More than a year ago, Motorola announced it planned to spin off its ailing handset division, but the economy went south and the crumbling credit markets rendered the grand plan moot. Faced with hard reality, Motorola began cutting jobs, axing approximately 3,000 workers in the fourth quarter of 2008 alone.
Then things really turned bad.
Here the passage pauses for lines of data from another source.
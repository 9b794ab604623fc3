//! Client configuration.
//!
//! Every tuning constant of the realtime client is runtime configuration.
//! Defaults match the values the kefu console has always used; each option
//! can be overridden from `KEFU_*` environment variables:
//!
//! ```bash
//! KEFU_WS_URL=wss://kefu.example.com/ws
//! KEFU_USER_ID=agent-17
//! KEFU_USER_TYPE=agent
//! KEFU_RECONNECT_INTERVAL_MS=1000
//! KEFU_MAX_RECONNECT_ATTEMPTS=5
//! KEFU_BACKOFF=linear            # or "exponential"
//! KEFU_HEARTBEAT_INTERVAL_MS=30000
//! KEFU_BATCH_INTERVAL_MS=16
//! KEFU_ENABLE_BATCHING=true
//! ```

use std::str::FromStr;
use std::time::Duration;

use serde::{Deserialize, Serialize};
use thiserror::Error;
use url::Url;

const DEFAULT_WS_URL: &str = "ws://localhost:8000/ws";
const DEFAULT_USER_TYPE: &str = "agent";

/// Upper bound for every millisecond setting (one day).
pub const MAX_DURATION_MS: u64 = 24 * 60 * 60 * 1_000;

/// Configuration errors.
#[derive(Debug, Error)]
pub enum ConfigError {
    #[error("Invalid value for {key}: {value:?} ({reason})")]
    InvalidValue {
        key: &'static str,
        value: String,
        reason: String,
    },

    #[error("{key} must be greater than zero")]
    Zero { key: &'static str },

    #[error("{key} must not exceed {max} ms")]
    TooLarge { key: &'static str, max: u64 },

    #[error("{0}")]
    Invalid(String),

    #[error("Invalid WebSocket URL {url:?}: {reason}")]
    InvalidUrl { url: String, reason: String },
}

/// How the reconnect delay grows with the attempt number.
#[derive(Debug, Clone, Copy, PartialEq, Eq, Default, Serialize, Deserialize)]
#[serde(rename_all = "lowercase")]
pub enum BackoffStrategy {
    /// `min(base * attempt, max)`
    #[default]
    Linear,
    /// `min(base * 2^(attempt - 1), max)`
    Exponential,
}

impl FromStr for BackoffStrategy {
    type Err = String;

    fn from_str(s: &str) -> Result<Self, Self::Err> {
        match s.trim().to_ascii_lowercase().as_str() {
            "linear" => Ok(BackoffStrategy::Linear),
            "exponential" | "exp" => Ok(BackoffStrategy::Exponential),
            other => Err(format!("unknown backoff strategy `{other}`")),
        }
    }
}

/// Tuning for the realtime client.
#[derive(Debug, Clone, PartialEq, Serialize, Deserialize)]
#[serde(default)]
pub struct ClientConfig {
    /// Base backoff unit in milliseconds
    pub reconnect_interval_ms: u64,
    /// Cap on any single reconnect delay
    pub max_reconnect_delay_ms: u64,
    /// Give-up threshold
    pub max_reconnect_attempts: u32,
    pub backoff: BackoffStrategy,
    /// Jitter factor (0.0-1.0); 0 keeps delays deterministic
    pub reconnect_jitter: f64,
    /// Keep-alive cadence
    pub heartbeat_interval_ms: u64,
    /// Treat the connection as lost when nothing arrives for this long.
    /// `None` keeps the heartbeat one-way.
    pub heartbeat_timeout_ms: Option<u64>,
    /// UI-update coalescing window (debounced)
    pub batch_interval_ms: u64,
    /// Upper bound on how long the first buffered message may wait
    pub max_batch_wait_ms: u64,
    /// Early-flush threshold
    pub max_batch_size: usize,
    /// `false` dispatches every inbound message immediately
    pub enable_batching: bool,
    /// How many recent event ids are remembered for duplicate detection
    pub recent_id_capacity: usize,
    /// Frames held while not connected; 0 disables queueing
    pub outbound_queue_capacity: usize,
    pub request_timeout_ms: u64,
}

impl Default for ClientConfig {
    fn default() -> Self {
        Self {
            reconnect_interval_ms: 1_000,
            max_reconnect_delay_ms: 30_000,
            max_reconnect_attempts: 5,
            backoff: BackoffStrategy::Linear,
            reconnect_jitter: 0.0,
            heartbeat_interval_ms: 30_000,
            heartbeat_timeout_ms: None,
            batch_interval_ms: 16,
            max_batch_wait_ms: 100,
            max_batch_size: 100,
            enable_batching: true,
            recent_id_capacity: 1_000,
            outbound_queue_capacity: 100,
            request_timeout_ms: 10_000,
        }
    }
}

impl ClientConfig {
    /// Load configuration from `KEFU_*` environment variables, falling back to defaults.
    pub fn from_env() -> Result<Self, ConfigError> {
        Self::from_lookup(|key| std::env::var(key).ok())
    }

    /// Load configuration through an arbitrary key lookup.
    pub fn from_lookup<F>(lookup: F) -> Result<Self, ConfigError>
    where
        F: Fn(&str) -> Option<String>,
    {
        let mut config = Self::default();

        override_with(&lookup, "KEFU_RECONNECT_INTERVAL_MS", &mut config.reconnect_interval_ms)?;
        override_with(&lookup, "KEFU_MAX_RECONNECT_DELAY_MS", &mut config.max_reconnect_delay_ms)?;
        override_with(&lookup, "KEFU_MAX_RECONNECT_ATTEMPTS", &mut config.max_reconnect_attempts)?;
        override_with(&lookup, "KEFU_BACKOFF", &mut config.backoff)?;
        override_with(&lookup, "KEFU_RECONNECT_JITTER", &mut config.reconnect_jitter)?;
        override_with(&lookup, "KEFU_HEARTBEAT_INTERVAL_MS", &mut config.heartbeat_interval_ms)?;
        if let Some(timeout) = parse_var::<u64, _>(&lookup, "KEFU_HEARTBEAT_TIMEOUT_MS")? {
            config.heartbeat_timeout_ms = (timeout > 0).then_some(timeout);
        }
        override_with(&lookup, "KEFU_BATCH_INTERVAL_MS", &mut config.batch_interval_ms)?;
        override_with(&lookup, "KEFU_MAX_BATCH_WAIT_MS", &mut config.max_batch_wait_ms)?;
        override_with(&lookup, "KEFU_MAX_BATCH_SIZE", &mut config.max_batch_size)?;
        override_with(&lookup, "KEFU_ENABLE_BATCHING", &mut config.enable_batching)?;
        override_with(&lookup, "KEFU_RECENT_ID_CAPACITY", &mut config.recent_id_capacity)?;
        override_with(&lookup, "KEFU_OUTBOUND_QUEUE_CAPACITY", &mut config.outbound_queue_capacity)?;
        override_with(&lookup, "KEFU_REQUEST_TIMEOUT_MS", &mut config.request_timeout_ms)?;

        config.validate()?;
        Ok(config)
    }

    /// Reject values that would stall or spin the client.
    pub fn validate(&self) -> Result<(), ConfigError> {
        let non_zero = [
            ("reconnect_interval_ms", self.reconnect_interval_ms),
            ("heartbeat_interval_ms", self.heartbeat_interval_ms),
            ("batch_interval_ms", self.batch_interval_ms),
            ("max_batch_wait_ms", self.max_batch_wait_ms),
            ("max_batch_size", self.max_batch_size as u64),
            ("request_timeout_ms", self.request_timeout_ms),
        ];
        for (key, value) in non_zero {
            if value == 0 {
                return Err(ConfigError::Zero { key });
            }
        }

        let durations = [
            ("reconnect_interval_ms", Some(self.reconnect_interval_ms)),
            ("max_reconnect_delay_ms", Some(self.max_reconnect_delay_ms)),
            ("heartbeat_interval_ms", Some(self.heartbeat_interval_ms)),
            ("heartbeat_timeout_ms", self.heartbeat_timeout_ms),
            ("batch_interval_ms", Some(self.batch_interval_ms)),
            ("max_batch_wait_ms", Some(self.max_batch_wait_ms)),
            ("request_timeout_ms", Some(self.request_timeout_ms)),
        ];
        for (key, value) in durations {
            if value.is_some_and(|ms| ms > MAX_DURATION_MS) {
                return Err(ConfigError::TooLarge {
                    key,
                    max: MAX_DURATION_MS,
                });
            }
        }

        if self.max_reconnect_delay_ms < self.reconnect_interval_ms {
            return Err(ConfigError::Invalid(format!(
                "max_reconnect_delay_ms ({}) is below reconnect_interval_ms ({})",
                self.max_reconnect_delay_ms, self.reconnect_interval_ms
            )));
        }
        if !(0.0..=1.0).contains(&self.reconnect_jitter) {
            return Err(ConfigError::Invalid(format!(
                "reconnect_jitter must be within 0.0..=1.0, got {}",
                self.reconnect_jitter
            )));
        }
        Ok(())
    }

    pub fn reconnect_interval(&self) -> Duration {
        Duration::from_millis(self.reconnect_interval_ms)
    }

    pub fn max_reconnect_delay(&self) -> Duration {
        Duration::from_millis(self.max_reconnect_delay_ms)
    }

    pub fn heartbeat_interval(&self) -> Duration {
        Duration::from_millis(self.heartbeat_interval_ms)
    }

    pub fn heartbeat_timeout(&self) -> Option<Duration> {
        self.heartbeat_timeout_ms.map(Duration::from_millis)
    }

    pub fn batch_interval(&self) -> Duration {
        Duration::from_millis(self.batch_interval_ms)
    }

    pub fn max_batch_wait(&self) -> Duration {
        Duration::from_millis(self.max_batch_wait_ms)
    }

    pub fn request_timeout(&self) -> Duration {
        Duration::from_millis(self.request_timeout_ms)
    }
}

fn parse_var<T, F>(lookup: &F, key: &'static str) -> Result<Option<T>, ConfigError>
where
    T: FromStr,
    T::Err: std::fmt::Display,
    F: Fn(&str) -> Option<String>,
{
    let Some(raw) = lookup(key) else {
        return Ok(None);
    };
    let trimmed = raw.trim();
    if trimmed.is_empty() {
        return Ok(None);
    }
    trimmed
        .parse::<T>()
        .map(Some)
        .map_err(|e| ConfigError::InvalidValue {
            key,
            value: raw.clone(),
            reason: e.to_string(),
        })
}

fn override_with<T, F>(lookup: &F, key: &'static str, slot: &mut T) -> Result<(), ConfigError>
where
    T: FromStr,
    T::Err: std::fmt::Display,
    F: Fn(&str) -> Option<String>,
{
    if let Some(value) = parse_var(lookup, key)? {
        *slot = value;
    }
    Ok(())
}

// =============================================================================
// Connection target
// =============================================================================

/// Who the client connects as. Passed in the query string because the
/// WebSocket handshake cannot carry custom headers from a browser.
#[derive(Debug, Clone, PartialEq, Eq)]
pub enum Identity {
    User { user_id: String, user_type: String },
    Token(String),
    Anonymous,
}

/// Target address plus identity of one logical client session.
#[derive(Debug, Clone, PartialEq, Eq)]
pub struct ConnectionTarget {
    base_url: Url,
    identity: Identity,
}

impl ConnectionTarget {
    pub fn new(base_url: &str, identity: Identity) -> Result<Self, ConfigError> {
        let parsed = Url::parse(base_url).map_err(|e| ConfigError::InvalidUrl {
            url: base_url.to_string(),
            reason: e.to_string(),
        })?;
        if !matches!(parsed.scheme(), "ws" | "wss") {
            return Err(ConfigError::InvalidUrl {
                url: base_url.to_string(),
                reason: format!("unsupported scheme `{}`", parsed.scheme()),
            });
        }
        Ok(Self {
            base_url: parsed,
            identity,
        })
    }

    /// Read `KEFU_WS_URL` and the identity variables.
    ///
    /// `KEFU_TOKEN` wins over `KEFU_USER_ID`; with neither set the session is anonymous.
    pub fn from_env() -> Result<Self, ConfigError> {
        Self::from_lookup(|key| std::env::var(key).ok())
    }

    pub fn from_lookup<F>(lookup: F) -> Result<Self, ConfigError>
    where
        F: Fn(&str) -> Option<String>,
    {
        let non_empty = |key: &str| lookup(key).filter(|v| !v.trim().is_empty());

        let base_url = non_empty("KEFU_WS_URL").unwrap_or_else(|| DEFAULT_WS_URL.to_string());
        let identity = if let Some(token) = non_empty("KEFU_TOKEN") {
            Identity::Token(token)
        } else if let Some(user_id) = non_empty("KEFU_USER_ID") {
            Identity::User {
                user_id,
                user_type: non_empty("KEFU_USER_TYPE")
                    .unwrap_or_else(|| DEFAULT_USER_TYPE.to_string()),
            }
        } else {
            Identity::Anonymous
        };

        Self::new(&base_url, identity)
    }

    pub fn identity(&self) -> &Identity {
        &self.identity
    }

    pub fn base_url(&self) -> &Url {
        &self.base_url
    }

    /// Full connection URL with identity encoded as query parameters.
    pub fn url(&self) -> Url {
        let mut url = self.base_url.clone();
        match &self.identity {
            Identity::User { user_id, user_type } => {
                url.query_pairs_mut()
                    .append_pair("user_id", user_id)
                    .append_pair("user_type", user_type);
            }
            Identity::Token(token) => {
                url.query_pairs_mut().append_pair("token", token);
            }
            Identity::Anonymous => {}
        }
        url
    }
}
impl RealtimeClient {
    /// Validate `config` and spawn the connection task.
    ///
    /// Must be called from within a Tokio runtime. Does not connect; call
    /// [`RealtimeClient::connect`].
    pub fn new(
        config: ClientConfig,
        target: ConnectionTarget,
        connector: Arc<dyn Connector>,
    ) -> Result<Self, ConfigError> {
        Self::with_clock(config, target, connector, Arc::new(SystemClock::new()))
    }

    pub fn with_clock(
        config: ClientConfig,
        target: ConnectionTarget,
        connector: Arc<dyn Connector>,
        clock: Arc<dyn ClockPort>,
    ) -> Result<Self, ConfigError> {
        config.validate()?;

        let (cmd_tx, cmd_rx) = mpsc::unbounded_channel();
        let (state_tx, state_rx) = watch::channel(ConnectionState::Disconnected);
        let emitter = EventEmitter::new();
        let request_timeout = config.request_timeout();

        let session = Session::new(
            config,
            target,
            connector,
            Arc::clone(&clock),
            emitter.clone(),
            state_tx,
            cmd_rx,
        );
        tokio::spawn(session.run());

        Ok(Self {
            commands: cmd_tx,
            emitter,
            state: state_rx,
            clock,
            request_timeout,
        })
    }

    fn command(&self, command: Command) -> Result<(), ClientError> {
        self.commands
            .send(command)
            .map_err(|_| ClientError::TaskGone)
    }

    /// Open the connection. A no-op while connected or connecting.
    pub fn connect(&self) -> Result<(), ClientError> {
        self.command(Command::Connect)
    }

    /// Retry immediately, resetting the attempt counter. Intended for a
    /// "retry" button once the client reached `Failed`.
    pub fn reconnect(&self) -> Result<(), ClientError> {
        self.command(Command::Reconnect)
    }

    /// Send a fire-and-forget frame of the given type.
    pub async fn send(&self, kind: &str, payload: Value) -> Result<SendOutcome, ClientError> {
        let frame = ClientFrame::new(kind, payload, wire_timestamp(self.clock.as_ref()));
        self.send_frame(frame).await
    }

    pub async fn send_frame(&self, frame: ClientFrame) -> Result<SendOutcome, ClientError> {
        let (reply, rx) = oneshot::channel();
        self.command(Command::Send { frame, reply })?;
        rx.await.map_err(|_| ClientError::TaskGone)
    }

    /// Send a frame tagged with a fresh `request_id` and wait for the frame
    /// that echoes it.
    ///
    /// Times out after `request_timeout_ms`; the pending entry is removed so a
    /// late response is ignored.
    pub async fn request(&self, kind: &str, payload: Value) -> Result<Value, ClientError> {
        let request_id = uuid::Uuid::new_v4().to_string();
        let frame = ClientFrame::new(kind, payload, wire_timestamp(self.clock.as_ref()))
            .with_request_id(request_id.clone());
        let (reply, rx) = oneshot::channel();

        self.command(Command::Request {
            request_id: request_id.clone(),
            frame,
            reply,
        })?;

        match tokio::time::timeout(self.request_timeout, rx).await {
            Ok(Ok(result)) => result,
            Ok(Err(_)) => Err(ClientError::TaskGone),
            Err(_) => {
                let _ = self.command(Command::CancelRequest {
                    request_id: request_id.clone(),
                });
                tracing::debug!(
                    request_id = %request_id,
                    timeout_ms = self.request_timeout.as_millis() as u64,
                    "Request timed out - cleaned up pending request entry"
                );
                Err(ClientError::RequestTimeout {
                    request_id,
                    timeout: self.request_timeout,
                })
            }
        }
    }

    /// Close the connection and wait until teardown has finished.
    ///
    /// Suppresses reconnection; pending requests fail with `ClientError::Closed`.
    pub async fn close(&self, code: u16, reason: &str) -> Result<(), ClientError> {
        let (reply, rx) = oneshot::channel();
        self.command(Command::Close {
            code,
            reason: reason.to_string(),
            reply: Some(reply),
        })?;
        rx.await.map_err(|_| ClientError::TaskGone)
    }

    pub async fn disconnect(&self) -> Result<(), ClientError> {
        self.close(NORMAL_CLOSURE, "client disconnect").await
    }

    /// Request a close without waiting. Usable from `Drop`.
    pub fn begin_close(&self, code: u16, reason: &str) {
        let _ = self.command(Command::Close {
            code,
            reason: reason.to_string(),
            reply: None,
        });
    }

    pub fn on<F>(&self, kind: EventKind, callback: F) -> SubscriptionId
    where
        F: Fn(&ClientEvent) + Send + Sync + 'static,
    {
        self.emitter.on(kind, callback)
    }

    pub fn off(&self, kind: EventKind, id: SubscriptionId) -> bool {
        self.emitter.off(kind, id)
    }

    pub fn emitter(&self) -> &EventEmitter {
        &self.emitter
    }

    pub fn state(&self) -> ConnectionState {
        *self.state.borrow()
    }

    pub fn is_connected(&self) -> bool {
        self.state() == ConnectionState::Connected
    }

    pub fn state_observer(&self) -> ConnectionStateObserver {
        ConnectionStateObserver::new(self.state.clone())
    }

    /// Current presence list, sorted by user id.
    pub async fn presence(&self) -> Result<Vec<PresenceUser>, ClientError> {
        let (reply, rx) = oneshot::channel();
        self.command(Command::Presence(reply))?;
        rx.await.map_err(|_| ClientError::TaskGone)
    }

    pub async fn snapshot(&self) -> Result<SessionSnapshot, ClientError> {
        let (reply, rx) = oneshot::channel();
        self.command(Command::Snapshot(reply))?;
        rx.await.map_err(|_| ClientError::TaskGone)
    }
}
//! Reference-counted sharing of one client across independent consumers.
//!
//! Each consumer holds a [`ClientLease`]. The first lease opens the
//! connection, every lease cleans up its own subscriptions when dropped, and
//! the socket is closed once the last lease is gone.

use std::sync::{Arc, Mutex, MutexGuard, PoisonError};

use super::client::{RealtimeClient, NORMAL_CLOSURE};
use super::transport::Connector;
use crate::config::{ClientConfig, ConfigError, ConnectionTarget};
use crate::error::ClientError;
use crate::messaging::{ClientEvent, EventKind, SubscriptionId};

struct LeaseCount {
    active: Mutex<usize>,
}

impl LeaseCount {
    fn active(&self) -> MutexGuard<'_, usize> {
        self.active.lock().unwrap_or_else(PoisonError::into_inner)
    }
}

/// Owner of a shared [`RealtimeClient`]; hands out leases.
#[derive(Clone)]
pub struct SharedClient {
    client: RealtimeClient,
    leases: Arc<LeaseCount>,
}

impl SharedClient {
    pub fn new(
        config: ClientConfig,
        target: ConnectionTarget,
        connector: Arc<dyn Connector>,
    ) -> Result<Self, ConfigError> {
        Ok(Self::from_client(RealtimeClient::new(config, target, connector)?))
    }

    pub fn from_client(client: RealtimeClient) -> Self {
        Self {
            client,
            leases: Arc::new(LeaseCount {
                active: Mutex::new(0),
            }),
        }
    }

    /// Take a lease, connecting if this is the only one.
    pub fn acquire(&self) -> Result<ClientLease, ClientError> {
        let mut active = self.leases.active();
        if *active == 0 {
            tracing::debug!("First lease acquired, connecting");
            self.client.connect()?;
        }
        *active += 1;
        Ok(ClientLease {
            client: self.client.clone(),
            leases: Arc::clone(&self.leases),
            subscriptions: Mutex::new(Vec::new()),
        })
    }

    pub fn lease_count(&self) -> usize {
        *self.leases.active()
    }

    pub fn client(&self) -> &RealtimeClient {
        &self.client
    }
}

/// One consumer's share of a [`SharedClient`].
pub struct ClientLease {
    client: RealtimeClient,
    leases: Arc<LeaseCount>,
    subscriptions: Mutex<Vec<(EventKind, SubscriptionId)>>,
}

impl ClientLease {
    fn subscriptions(&self) -> MutexGuard<'_, Vec<(EventKind, SubscriptionId)>> {
        self.subscriptions
            .lock()
            .unwrap_or_else(PoisonError::into_inner)
    }

    pub fn client(&self) -> &RealtimeClient {
        &self.client
    }

    /// Subscribe for the lifetime of this lease.
    pub fn on<F>(&self, kind: EventKind, callback: F) -> SubscriptionId
    where
        F: Fn(&ClientEvent) + Send + Sync + 'static,
    {
        let id = self.client.on(kind, callback);
        self.subscriptions().push((kind, id));
        id
    }

    pub fn off(&self, kind: EventKind, id: SubscriptionId) -> bool {
        self.subscriptions()
            .retain(|(k, existing)| !(*k == kind && *existing == id));
        self.client.off(kind, id)
    }
}

impl Drop for ClientLease {
    fn drop(&mut self) {
        let subscriptions = std::mem::take(&mut *self.subscriptions());
        for (kind, id) in subscriptions {
            self.client.off(kind, id);
        }

        let mut active = self.leases.active();
        *active = active.saturating_sub(1);
        if *active == 0 {
            tracing::debug!("Last lease released, closing connection");
            self.client.begin_close(NORMAL_CLOSURE, "last lease released");
        }
    }
}
//! In-memory test doubles.
//!
//! [`FakeConnector`] hands out channel-backed sockets and gives the test a
//! [`FakeServer`] for each accepted connection, so lifecycle scenarios run on
//! paused virtual time without a network.

use std::collections::VecDeque;
use std::sync::atomic::{AtomicUsize, Ordering};
use std::sync::{Arc, Mutex, MutexGuard, PoisonError};
use std::time::Duration;

use async_trait::async_trait;
use serde_json::Value;
use tokio::sync::{mpsc, Notify};
use url::Url;

use crate::error::TransportError;
use crate::messaging::{ClientEvent, ConnectionState, EventEmitter, EventKind, PresenceUpdate};
use crate::websocket::{Connector, Socket, SocketEvent, WireFrame};

fn lock<T>(mutex: &Mutex<T>) -> MutexGuard<'_, T> {
    mutex.lock().unwrap_or_else(PoisonError::into_inner)
}

#[derive(Debug, Clone, Copy)]
enum Scripted {
    Refuse,
    Hold,
}

struct ConnectorInner {
    script: Mutex<VecDeque<Scripted>>,
    urls: Mutex<Vec<Url>>,
    connects: AtomicUsize,
    release: Notify,
    servers_tx: mpsc::UnboundedSender<FakeServer>,
    servers_rx: tokio::sync::Mutex<mpsc::UnboundedReceiver<FakeServer>>,
}

/// Scriptable connector. Connections are accepted unless a refusal or hold
/// has been queued for the next attempts.
#[derive(Clone)]
pub struct FakeConnector {
    inner: Arc<ConnectorInner>,
}

impl FakeConnector {
    pub fn new() -> Self {
        let (servers_tx, servers_rx) = mpsc::unbounded_channel();
        Self {
            inner: Arc::new(ConnectorInner {
                script: Mutex::new(VecDeque::new()),
                urls: Mutex::new(Vec::new()),
                connects: AtomicUsize::new(0),
                release: Notify::new(),
                servers_tx,
                servers_rx: tokio::sync::Mutex::new(servers_rx),
            }),
        }
    }

    /// Refuse the next `count` connect attempts.
    pub fn refuse_next(&self, count: usize) {
        let mut script = lock(&self.inner.script);
        script.extend(std::iter::repeat(Scripted::Refuse).take(count));
    }

    /// Keep the next connect attempt pending until [`FakeConnector::release`].
    pub fn hold_next(&self) {
        lock(&self.inner.script).push_back(Scripted::Hold);
    }

    pub fn release(&self) {
        self.inner.release.notify_one();
    }

    pub fn connect_count(&self) -> usize {
        self.inner.connects.load(Ordering::SeqCst)
    }

    pub fn urls(&self) -> Vec<Url> {
        lock(&self.inner.urls).clone()
    }

    /// Wait for the next accepted connection.
    pub async fn next_server(&self) -> FakeServer {
        let mut servers = self.inner.servers_rx.lock().await;
        match servers.recv().await {
            Some(server) => server,
            None => unreachable!("the connector owns the sending half"),
        }
    }
}

impl Default for FakeConnector {
    fn default() -> Self {
        Self::new()
    }
}

#[async_trait]
impl Connector for FakeConnector {
    async fn connect(&self, url: &Url) -> Result<Socket, TransportError> {
        self.inner.connects.fetch_add(1, Ordering::SeqCst);
        lock(&self.inner.urls).push(url.clone());

        let next = lock(&self.inner.script).pop_front();
        match next {
            Some(Scripted::Refuse) => {
                return Err(TransportError::Connect("refused by fake server".into()));
            }
            Some(Scripted::Hold) => self.inner.release.notified().await,
            None => {}
        }

        let (out_tx, out_rx) = mpsc::unbounded_channel();
        let (in_tx, in_rx) = mpsc::unbounded_channel();
        let _ = self.inner.servers_tx.send(FakeServer {
            frames: out_rx,
            events: in_tx,
        });
        Ok(Socket {
            outbound: out_tx,
            inbound: in_rx,
        })
    }
}

/// Server side of one fake connection.
pub struct FakeServer {
    frames: mpsc::UnboundedReceiver<WireFrame>,
    events: mpsc::UnboundedSender<SocketEvent>,
}

impl FakeServer {
    pub fn send_text(&self, text: impl Into<String>) {
        let _ = self.events.send(SocketEvent::Text(text.into()));
    }

    pub fn send_json(&self, value: Value) {
        self.send_text(value.to_string());
    }

    pub fn close_clean(&self, code: u16, reason: &str) {
        let _ = self.events.send(SocketEvent::Closed {
            was_clean: true,
            code: Some(code),
            reason: reason.to_string(),
        });
    }

    /// Report a transport error, as a reset connection would.
    pub fn fail(&self, detail: &str) {
        let _ = self.events.send(SocketEvent::Error(detail.to_string()));
    }

    /// Vanish without a close frame.
    pub fn drop_abruptly(self) {}

    /// True once the client discarded this connection.
    pub fn is_detached(&self) -> bool {
        self.events.is_closed()
    }

    /// Next text frame written by the client, parsed as JSON.
    ///
    /// Returns `None` on a close frame or when the client is gone.
    pub async fn next_frame(&mut self) -> Option<Value> {
        loop {
            match self.frames.recv().await? {
                WireFrame::Text(text) => match serde_json::from_str(&text) {
                    Ok(value) => return Some(value),
                    Err(e) => tracing::warn!("Client wrote invalid JSON: {}", e),
                },
                WireFrame::Close { .. } => return None,
            }
        }
    }

    /// Every text frame written so far.
    pub fn drain_frames(&mut self) -> Vec<Value> {
        let mut frames = Vec::new();
        while let Ok(frame) = self.frames.try_recv() {
            if let WireFrame::Text(text) = frame {
                if let Ok(value) = serde_json::from_str(&text) {
                    frames.push(value);
                }
            }
        }
        frames
    }

    /// Skip text frames until the client's close frame.
    pub async fn close_frame(&mut self) -> Option<(u16, String)> {
        loop {
            match self.frames.recv().await? {
                WireFrame::Text(_) => continue,
                WireFrame::Close { code, reason } => return Some((code, reason)),
            }
        }
    }
}

/// Records every event an emitter publishes.
#[derive(Clone, Default)]
pub struct EventLog {
    events: Arc<Mutex<Vec<ClientEvent>>>,
}

impl EventLog {
    pub fn attach(emitter: &EventEmitter) -> Self {
        let log = Self::default();
        let events = Arc::clone(&log.events);
        emitter.on(EventKind::All, move |event| lock(&events).push(event.clone()));
        log
    }

    pub fn events(&self) -> Vec<ClientEvent> {
        lock(&self.events).clone()
    }

    pub fn len(&self) -> usize {
        lock(&self.events).len()
    }

    pub fn is_empty(&self) -> bool {
        lock(&self.events).is_empty()
    }

    pub fn count(&self, predicate: impl Fn(&ClientEvent) -> bool) -> usize {
        lock(&self.events).iter().filter(|e| predicate(e)).count()
    }

    pub fn states(&self) -> Vec<ConnectionState> {
        lock(&self.events)
            .iter()
            .filter_map(|e| match e {
                ClientEvent::StateChanged(state) => Some(*state),
                _ => None,
            })
            .collect()
    }

    pub fn reconnect_delays(&self) -> Vec<Duration> {
        lock(&self.events)
            .iter()
            .filter_map(|e| match e {
                ClientEvent::ReconnectScheduled { delay, .. } => Some(*delay),
                _ => None,
            })
            .collect()
    }

    /// Contents of delivered chat messages, in delivery order.
    pub fn chats(&self) -> Vec<String> {
        lock(&self.events)
            .iter()
            .filter_map(|e| match e {
                ClientEvent::Chat(message) => Some(message.content.clone()),
                _ => None,
            })
            .collect()
    }

    pub fn presence_updates(&self) -> Vec<PresenceUpdate> {
        lock(&self.events)
            .iter()
            .filter_map(|e| match e {
                ClientEvent::UserUpdate(update) => Some(update.clone()),
                _ => None,
            })
            .collect()
    }
}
The job cuts didn’t stanch the bleeding, and sales continued to tumble, with once-proud Motorola falling to fourth place among handset makers behind market leaders Nokia, Samsung and LG. Motorola took the next inevitable step 14 Jan, announcing that another 4,000 employees—3,000 in the handset division—would be given immediate pink slips.
Sanjay Jha, the co-CEO of Motorola who was brought in from Qualcomm in August of last year to lead the now failed spin-off, said in January he hoped a commitment to and a leap of faith with Google Android and Microsoft Windows Mobile as Motorola’s future operating systems would turn the tide for the company. Jha said in October 2008 that Motorola would ditch at least four operating systems, including Symbian, to focus on developing midtier phones running Android and high-end enterprise devices operating on Windows Mobile.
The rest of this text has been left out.